Senin, 21 September 2015

Kepri Meminta Kepastian

Senin, 21 September 2015

Pemerintah Pusat Diminta Memberikan Kuota Impor Pangan

BATAM, KOMPAS — Pemerintah Provinsi Kepulauan Riau meminta kepastian pusat soal pasokan pangan dari dalam negeri. Kepastian itu harus ada jika pemerintah pusat tetap melarang impor pangan untuk provinsi perbatasan itu. Karena tidak ada kepastian pasokan pangan dari dalam negeri, impor pangan secara ilegal tak bisa dihindari.

"Saya akan meminta Kementerian Perdagangan meninjau kondisi provinsi ini.
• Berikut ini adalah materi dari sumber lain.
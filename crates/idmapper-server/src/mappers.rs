//! Mapper registry.
//!
//! Builds one cache per configured mapper and drives their periodic reloads
//! from a single scheduler. Reloads of different mappers never overlap: every
//! reload, scheduled or requested over HTTP, takes the registry's reload lock.
//! Lookups never take it.

use std::collections::BTreeMap;
use std::sync::Arc;
use std::time::{Duration, Instant};

use async_trait::async_trait;
use idmapper_core::{
    ActorCache, CacheError, MappingCache, MemorySource, ReloadStatus, Snapshot, SnapshotCache,
    SnapshotSource, SourceError,
};
use idmapper_scheduler::{Job, Scheduler};
use idmapper_sources::{FileSource, HttpSource, PgSource, RedisSource};
use serde::Serialize;
use tokio::sync::Mutex;
use tracing::{info, warn};

use crate::error::RegistryError;
use crate::metrics::MapperMetrics;
use crate::settings::{CacheKind, MapperSettings, SourceSettings};

/// A named cache plus its reload schedule.
pub struct Mapper {
    name: String,
    cache: Arc<dyn MappingCache>,
    interval: Duration,
    reload_lock: Arc<Mutex<()>>,
    metrics: MapperMetrics,
}

/// Lookup counters reported next to the reload status.
#[derive(Debug, Clone, Serialize)]
pub struct LookupStats {
    pub hits: u64,
    pub misses: u64,
    pub hit_rate: f64,
}

/// Status of one mapper as served by the API.
#[derive(Debug, Clone, Serialize)]
pub struct MapperStatus {
    #[serde(flatten)]
    pub reload: ReloadStatus,
    pub interval_secs: u64,
    pub lookups: LookupStats,
}

impl Mapper {
    pub fn name(&self) -> &str {
        &self.name
    }

    pub fn interval(&self) -> Duration {
        self.interval
    }

    /// Looks up `id`.
    pub async fn get(&self, id: &str) -> Option<String> {
        let value = self.cache.get(id).await;
        self.metrics.record_lookup(value.is_some());
        value
    }

    /// Reloads the cache under the registry's reload lock.
    pub async fn reload(&self) -> Result<(), CacheError> {
        let _guard = self.reload_lock.lock().await;

        let start = Instant::now();
        let result = self.cache.reload().await;
        self.metrics.record_reload(result.is_ok(), start.elapsed());

        if result.is_ok() {
            self.metrics.set_entries(self.cache.status().entries);
        }

        result
    }

    pub fn status(&self) -> MapperStatus {
        MapperStatus {
            reload: self.cache.status(),
            interval_secs: self.interval.as_secs(),
            lookups: LookupStats {
                hits: self.metrics.hits(),
                misses: self.metrics.misses(),
                hit_rate: self.metrics.hit_rate(),
            },
        }
    }

    pub fn is_healthy(&self) -> bool {
        self.cache.status().healthy
    }
}

impl std::fmt::Debug for Mapper {
    fn fmt(&self, f: &mut std::fmt::Formatter<'_>) -> std::fmt::Result {
        f.debug_struct("Mapper")
            .field("name", &self.name)
            .field("interval", &self.interval)
            .finish()
    }
}

/// Scheduled reload of one mapper.
struct ReloadJob {
    mapper: Arc<Mapper>,
}

#[async_trait]
impl Job for ReloadJob {
    async fn run(&self) {
        match self.mapper.reload().await {
            Ok(()) => info!(mapper = %self.mapper.name, "Reload of mapper was successful"),
            Err(e) => warn!(
                mapper = %self.mapper.name,
                error = %e,
                "Reload of mapper failed, keeping previous data"
            ),
        }
    }

    fn name(&self) -> &str {
        &self.mapper.name
    }
}

/// All mappers of the service and the scheduler reloading them.
pub struct MapperRegistry {
    mappers: BTreeMap<String, Arc<Mapper>>,
    scheduler: Scheduler,
}

impl MapperRegistry {
    /// Builds every configured mapper, running each initial load in order.
    ///
    /// # Errors
    ///
    /// The first source that cannot be created or loaded aborts the build.
    pub async fn build(settings: &[MapperSettings]) -> Result<Self, RegistryError> {
        let mut caches = Vec::with_capacity(settings.len());

        for mapper in settings {
            let source = build_source(mapper).map_err(|source| RegistryError::Source {
                mapper: mapper.name.clone(),
                source,
            })?;

            let cache = build_cache(source, mapper.cache, mapper.fetch_timeout())
                .await
                .map_err(|source| RegistryError::Cache {
                    mapper: mapper.name.clone(),
                    source,
                })?;

            info!(
                mapper = %mapper.name,
                cache = ?mapper.cache,
                interval_secs = mapper.interval_secs,
                entries = cache.status().entries,
                "Mapper loaded"
            );
            caches.push((mapper.name.clone(), cache, mapper.interval()));
        }

        Self::from_caches(caches)
    }

    /// Builds a registry from ready caches.
    pub fn from_caches(
        caches: impl IntoIterator<Item = (String, Arc<dyn MappingCache>, Duration)>,
    ) -> Result<Self, RegistryError> {
        let reload_lock = Arc::new(Mutex::new(()));
        let scheduler = Scheduler::new();
        let mut mappers = BTreeMap::new();

        for (name, cache, interval) in caches {
            if mappers.contains_key(&name) {
                return Err(RegistryError::Duplicate(name));
            }

            let metrics = MapperMetrics::new(&name);
            metrics.set_entries(cache.status().entries);

            let mapper = Arc::new(Mapper {
                name: name.clone(),
                cache,
                interval,
                reload_lock: Arc::clone(&reload_lock),
                metrics,
            });

            scheduler.add(
                ReloadJob {
                    mapper: Arc::clone(&mapper),
                },
                interval,
            )?;
            mappers.insert(name, mapper);
        }

        Ok(Self { mappers, scheduler })
    }

    /// Returns the mapper called `name`.
    pub fn get(&self, name: &str) -> Option<&Arc<Mapper>> {
        self.mappers.get(name)
    }

    /// Iterates the mappers ordered by name.
    pub fn iter(&self) -> impl Iterator<Item = &Arc<Mapper>> {
        self.mappers.values()
    }

    pub fn len(&self) -> usize {
        self.mappers.len()
    }

    pub fn is_empty(&self) -> bool {
        self.mappers.is_empty()
    }

    /// Status of every mapper, by name.
    pub fn statuses(&self) -> BTreeMap<String, MapperStatus> {
        self.mappers
            .iter()
            .map(|(name, mapper)| (name.clone(), mapper.status()))
            .collect()
    }

    /// True when the last reload of every mapper succeeded.
    pub fn is_healthy(&self) -> bool {
        self.mappers.values().all(|m| m.is_healthy())
    }

    /// Starts the periodic reloads.
    pub fn start_reloader(&self) {
        info!(mappers = self.mappers.len(), "Starting reloader");
        self.scheduler.start();
    }

    /// Stops the periodic reloads, waiting for one in progress to finish.
    pub async fn stop_reloader(&self) {
        self.scheduler.shutdown().await;
    }

    pub fn is_reloading(&self) -> bool {
        self.scheduler.is_running()
    }

    /// Stops the reloader and releases every cache's background resources.
    pub async fn shutdown(&self) {
        self.stop_reloader().await;
        for mapper in self.mappers.values() {
            mapper.cache.shutdown();
        }
        info!("Mappers shut down");
    }
}

impl std::fmt::Debug for MapperRegistry {
    fn fmt(&self, f: &mut std::fmt::Formatter<'_>) -> std::fmt::Result {
        f.debug_struct("MapperRegistry")
            .field("mappers", &self.mappers.keys().collect::<Vec<_>>())
            .field("scheduler", &self.scheduler)
            .finish()
    }
}

/// Creates the data source described by `settings`.
pub fn build_source(settings: &MapperSettings) -> Result<Box<dyn SnapshotSource>, SourceError> {
    let name = settings.name.as_str();

    let source: Box<dyn SnapshotSource> = match &settings.source {
        SourceSettings::Http { url, timeout_ms } => Box::new(HttpSource::new(
            name,
            url.as_str(),
            Duration::from_millis(*timeout_ms),
        )?),
        SourceSettings::Pgsql {
            connection_string,
            query,
            table,
            timeout_ms,
        } => {
            let query = query
                .clone()
                .unwrap_or_else(|| PgSource::table_query(table.as_deref().unwrap_or(name)));
            Box::new(PgSource::new(
                name,
                connection_string,
                query,
                timeout_ms.map(Duration::from_millis),
            )?)
        },
        SourceSettings::Redis {
            addr,
            password,
            hash,
            timeout_ms,
        } => Box::new(RedisSource::new(
            name,
            addr,
            password.as_deref(),
            hash.as_deref().unwrap_or(name),
            timeout_ms.map(Duration::from_millis),
        )?),
        SourceSettings::File { path } => Box::new(FileSource::new(name, path.clone())?),
        SourceSettings::Static { values } => {
            Box::new(MemorySource::new(name, Snapshot::from(values.clone())))
        },
    };

    Ok(source)
}

/// Creates a cache of the given kind and runs its initial load.
pub async fn build_cache(
    source: Box<dyn SnapshotSource>,
    kind: CacheKind,
    fetch_timeout: Option<Duration>,
) -> Result<Arc<dyn MappingCache>, CacheError> {
    let cache: Arc<dyn MappingCache> = match (kind, fetch_timeout) {
        (CacheKind::Locked, None) => Arc::new(SnapshotCache::new(source).await?),
        (CacheKind::Locked, Some(timeout)) => {
            Arc::new(SnapshotCache::with_fetch_timeout(source, timeout).await?)
        },
        (CacheKind::Actor, None) => Arc::new(ActorCache::spawn(source).await?),
        (CacheKind::Actor, Some(timeout)) => {
            Arc::new(ActorCache::with_fetch_timeout(source, timeout).await?)
        },
    };

    Ok(cache)
}
use std::collections::BTreeMap;

use axum::{Json, extract::State};
use serde::Serialize;

use crate::mappers::MapperStatus;
use crate::state::AppState;

#[derive(Debug, Serialize)]
pub struct HealthResponse {
    /// `UP`, o `DEGRADED` si algun mapper sirve datos viejos por un reload
    /// fallido.
    pub status: String,
    pub mappers: BTreeMap<String, MapperStatus>,
}

impl HealthResponse {
    pub fn from_state(state: &AppState) -> Self {
        let registry = state.registry();
        let status = if registry.is_healthy() { "UP" } else { "DEGRADED" };

        Self {
            status: status.to_string(),
            mappers: registry.statuses(),
        }
    }
}

pub async fn health_check(State(state): State<AppState>) -> Json<HealthResponse> {
    Json(HealthResponse::from_state(&state))
}
//! Lookup, status and reload of a mapper.

use axum::{
    Json,
    extract::{Path, State},
};
use idmapper_sources::IdName;
use tracing::info;

use crate::error::AppError;
use crate::mappers::{Mapper, MapperStatus};
use crate::state::AppState;

fn mapper<'a>(state: &'a AppState, name: &str) -> Result<&'a Mapper, AppError> {
    state
        .registry()
        .get(name)
        .map(|m| m.as_ref())
        .ok_or_else(|| AppError::MapperNotFound(name.to_string()))
}

/// GET {prefix}/{mapper}/{id}
pub async fn get_name(
    State(state): State<AppState>,
    Path((mapper_name, id)): Path<(String, String)>,
) -> Result<Json<IdName>, AppError> {
    let mapper = mapper(&state, &mapper_name)?;

    match mapper.get(&id).await {
        Some(name) => Ok(Json(IdName { id, name })),
        None => Err(AppError::IdNotFound {
            mapper: mapper_name,
            id,
        }),
    }
}

/// GET {prefix}/{mapper}
pub async fn get_status(
    State(state): State<AppState>,
    Path(mapper_name): Path<String>,
) -> Result<Json<MapperStatus>, AppError> {
    let mapper = mapper(&state, &mapper_name)?;
    Ok(Json(mapper.status()))
}

/// POST {prefix}/{mapper}/{action}
///
/// `reload` is the only action.
pub async fn run_action(
    State(state): State<AppState>,
    Path((mapper_name, action)): Path<(String, String)>,
) -> Result<Json<MapperStatus>, AppError> {
    let mapper = mapper(&state, &mapper_name)?;

    if action != "reload" {
        return Err(AppError::BadRequest(format!("unknown action '{}'", action)));
    }

    info!(mapper = %mapper_name, "Reload requested");
    mapper.reload().await?;

    Ok(Json(mapper.status()))
}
Saya tidak bisa membiarkan rakyat Kepri (Kepulauan Riau) kesulitan pangan karena pasokan tidak ada," kata Penjabat Gubernur Kepri Agung Mulyana di Batam, Minggu (20/9).

Selama ini, tidak ada kepastian waktu kedatangan dan jumlah pasokan pangan dari dalam negeri untuk memenuhi kebutuhan warga Kepri. Pengiriman pangan di provinsi itu juga tidak bisa dilakukan sepanjang tahun.
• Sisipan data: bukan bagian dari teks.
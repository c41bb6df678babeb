//! # idmapper server
//!
//! HTTP service exposing the configured mappers:
//!
//! - `GET {api_prefix}/{mapper}/{id}`: name of `id`
//! - `GET {api_prefix}/{mapper}`: reload status of the mapper
//! - `POST {api_prefix}/{mapper}/reload`: reload now
//! - `GET /health`, `GET /version`, `GET /metrics`

pub mod cli;
pub mod error;
pub mod handlers;
pub mod logging;
pub mod mappers;
pub mod metrics;
pub mod middleware;
pub mod server;
pub mod settings;
pub mod state;

// Re-exports
pub use error::{AppError, RegistryError, SettingsError};
pub use handlers::health::HealthResponse;
pub use handlers::version::VersionResponse;
pub use mappers::{Mapper, MapperRegistry, MapperStatus};
pub use server::{create_router, run_server};
pub use settings::Settings;
pub use state::AppState;

/// Returns the crate version.
pub fn version() -> &'static str {
    env!("CARGO_PKG_VERSION")
}
//! # idmapper sources
//!
//! Concrete [`SnapshotSource`](idmapper_core::SnapshotSource) implementations.
//!
//! - [`HttpSource`]: a JSON array of `{"id", "name"}` records served over HTTP
//! - [`PgSource`]: an `id, name` query run through a PostgreSQL pool
//! - [`RedisSource`]: a Redis hash read with `HGETALL`
//! - [`FileSource`]: a local JSON or YAML document

pub mod file;
pub mod http;
pub mod pgsql;
pub mod record;
pub mod redis;

// Re-exports
pub use file::{FileFormat, FileSource};
pub use http::HttpSource;
pub use pgsql::PgSource;
pub use record::IdName;
pub use redis::RedisSource;
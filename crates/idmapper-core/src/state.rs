//! Reload state tracking.

use std::time::{Duration, Instant};

use parking_lot::RwLock;
use serde::Serialize;

#[derive(Debug, Default)]
struct Inner {
    generation: u64,
    entries: usize,
    last_reload: Option<Instant>,
    last_error: Option<String>,
    failure_count: u32,
}

/// Tracks the outcome of a cache's reloads.
///
/// Every cache owns one of these; the scheduled reload jobs and the health
/// endpoint read it.
#[derive(Debug, Default)]
pub struct ReloadState {
    inner: RwLock<Inner>,
}

impl ReloadState {
    /// Creates a new, uninitialized state.
    pub fn new() -> Self {
        Self::default()
    }

    /// Records a successful load of `entries` values.
    pub fn record_success(&self, entries: usize) {
        let mut inner = self.inner.write();
        inner.generation += 1;
        inner.entries = entries;
        inner.last_reload = Some(Instant::now());
        inner.last_error = None;
        inner.failure_count = 0;
    }

    /// Records a failed reload. The previous snapshot stays in place.
    pub fn record_failure(&self, error: impl Into<String>) {
        let mut inner = self.inner.write();
        inner.last_error = Some(error.into());
        inner.failure_count += 1;
    }

    /// Number of successful loads, the initial one included.
    pub fn generation(&self) -> u64 {
        self.inner.read().generation
    }

    /// Number of entries in the current snapshot.
    pub fn entries(&self) -> usize {
        self.inner.read().entries
    }

    /// Returns the time of the last successful load.
    pub fn last_reload(&self) -> Option<Instant> {
        self.inner.read().last_reload
    }

    /// Returns the duration since the last successful load.
    pub fn time_since_reload(&self) -> Option<Duration> {
        self.inner.read().last_reload.map(|t| t.elapsed())
    }

    /// Returns the last error message.
    pub fn last_error(&self) -> Option<String> {
        self.inner.read().last_error.clone()
    }

    /// Returns the number of consecutive failures.
    pub fn failure_count(&self) -> u32 {
        self.inner.read().failure_count
    }

    /// Returns true once at least one load succeeded.
    pub fn is_initialized(&self) -> bool {
        self.inner.read().generation > 0
    }

    /// Returns true if initialized and the last reload succeeded.
    pub fn is_healthy(&self) -> bool {
        let inner = self.inner.read();
        inner.generation > 0 && inner.last_error.is_none()
    }

    /// Captures the current state under `name`.
    pub fn status(&self, name: &str) -> ReloadStatus {
        let age = self.time_since_reload();
        let inner = self.inner.read();
        ReloadStatus {
            name: name.to_string(),
            entries: inner.entries,
            generation: inner.generation,
            last_reload_age_secs: age.map(|age| age.as_secs()),
            failure_count: inner.failure_count,
            last_error: inner.last_error.clone(),
            healthy: inner.generation > 0 && inner.last_error.is_none(),
        }
    }
}

/// Point-in-time view of a [`ReloadState`].
#[derive(Debug, Clone, PartialEq, Eq, Serialize)]
pub struct ReloadStatus {
    pub name: String,
    pub entries: usize,
    pub generation: u64,
    pub last_reload_age_secs: Option<u64>,
    pub failure_count: u32,
    pub last_error: Option<String>,
    pub healthy: bool,
}
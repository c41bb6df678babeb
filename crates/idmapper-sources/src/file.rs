//! Local file source.

use std::collections::HashMap;
use std::path::{Path, PathBuf};

use async_trait::async_trait;
use idmapper_core::{Snapshot, SnapshotSource, SourceError};
use serde::Deserialize;
use tracing::debug;

use crate::record::IdName;

/// Formats understood by [`FileSource`].
#[derive(Debug, Clone, Copy, PartialEq, Eq, Hash)]
pub enum FileFormat {
    /// JSON (.json)
    Json,
    /// YAML (.yml, .yaml)
    Yaml,
}

impl FileFormat {
    /// Detects the format from the file extension.
    pub fn from_path(path: &Path) -> Option<Self> {
        path.extension()
            .and_then(|ext| ext.to_str())
            .and_then(|ext| match ext.to_lowercase().as_str() {
                "json" => Some(Self::Json),
                "yml" | "yaml" => Some(Self::Yaml),
                _ => None,
            })
    }
}

impl std::fmt::Display for FileFormat {
    fn fmt(&self, f: &mut std::fmt::Formatter<'_>) -> std::fmt::Result {
        match self {
            Self::Json => write!(f, "JSON"),
            Self::Yaml => write!(f, "YAML"),
        }
    }
}

/// Either shape a mapping file may take.
#[derive(Deserialize)]
#[serde(untagged)]
enum Document {
    Map(HashMap<String, String>),
    Records(Vec<IdName>),
}

impl From<Document> for Snapshot {
    fn from(doc: Document) -> Self {
        match doc {
            Document::Map(values) => Snapshot::from(values),
            Document::Records(records) => records.into_iter().map(<(String, String)>::from).collect(),
        }
    }
}

/// Reads the whole mapping from a local JSON or YAML file on every fetch.
///
/// The document is either an object of `id: name` pairs or a list of
/// `{id, name}` records.
#[derive(Debug)]
pub struct FileSource {
    name: String,
    path: PathBuf,
    format: FileFormat,
}

impl FileSource {
    /// Creates a source for `path`. The file itself is read on fetch.
    ///
    /// # Errors
    ///
    /// Returns `SourceError::InvalidConfig` if the extension is not one of
    /// `.json`, `.yml` or `.yaml`.
    pub fn new(name: impl Into<String>, path: impl Into<PathBuf>) -> Result<Self, SourceError> {
        let path = path.into();
        let format = FileFormat::from_path(&path).ok_or_else(|| {
            SourceError::invalid_config(format!(
                "unsupported mapping file '{}': expected .json, .yml or .yaml",
                path.display()
            ))
        })?;

        Ok(Self {
            name: name.into(),
            path,
            format,
        })
    }

    /// Returns the file path.
    pub fn path(&self) -> &Path {
        &self.path
    }

    /// Returns the detected format.
    pub fn format(&self) -> FileFormat {
        self.format
    }

    fn parse(&self, content: &[u8]) -> Result<Snapshot, SourceError> {
        let doc: Document = match self.format {
            FileFormat::Json => serde_json::from_slice(content).map_err(|e| e.to_string()),
            FileFormat::Yaml => serde_yaml::from_slice(content).map_err(|e| e.to_string()),
        }
        .map_err(|reason| {
            SourceError::decode(
                &self.name,
                format!("invalid {} in {}: {}", self.format, self.path.display(), reason),
            )
        })?;

        Ok(doc.into())
    }
}

#[async_trait]
impl SnapshotSource for FileSource {
    async fn fetch(&self) -> Result<Snapshot, SourceError> {
        debug!(source = %self.name, path = %self.path.display(), "Reading mapping file");

        let content = tokio::fs::read(&self.path).await?;
        self.parse(&content)
    }

    fn name(&self) -> &str {
        &self.name
    }
}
"Ini bukan Jawa yang antar- kecamatan bisa naik angkot. Kalau habis di kecamatan sini, bisa naik angkutan umum ke kecamatan lain dan beli pangan di sana. Kalau musim utara dan ombak bisa 5 meter lebih, kapal tidak bisa berlayar di Kepri. Rakyat Kepri mau makan apa?" ujarnya.

Sebelumnya, Pelaksana Tugas Kepala Dinas Perdagangan Batam Rudi Satyakirti mengatakan, paling tidak 90 persen pangan Batam berasal dari impor secara ilegal atau penyelundupan. Seperti kabupaten/kota lain di Kepri, Batam tidak bisa menghasilkan bahan pangan sendiri.

"Masalahnya, hingga sekarang, belum pernah ada kuota impor bahan pangan untuk Batam. Sementara pengadaan dari dalam negeri lebih mahal," ujarnya.

Beras saja, kata Rudi, diimpor 14.000 ton per bulan dari sejumlah negara. "Kuota impor tidak pernah ada, tetapi impor masuk terus. Tidak hanya beras, aneka bahan pangan lain juga seperti itu," ujarnya.

Pintu penyelundupan

Provinsi Kepri menjadi salah satu pintu penyelundupan aneka komoditas ke Indonesia. Hampir setiap jengkal pesisir provinsi itu bisa dijadikan titik pendaratan ilegal. Komoditas yang diselundupkan beragam, mulai dari produk konsumsi hingga yang dilarang beredar. Petugas Direktorat Jenderal Bea dan Cukai (DJBC) di Kepri antara lain kerap menangkap kapal pembawa beras, bawang, pakaian bekas, minuman keras, dan narkotika.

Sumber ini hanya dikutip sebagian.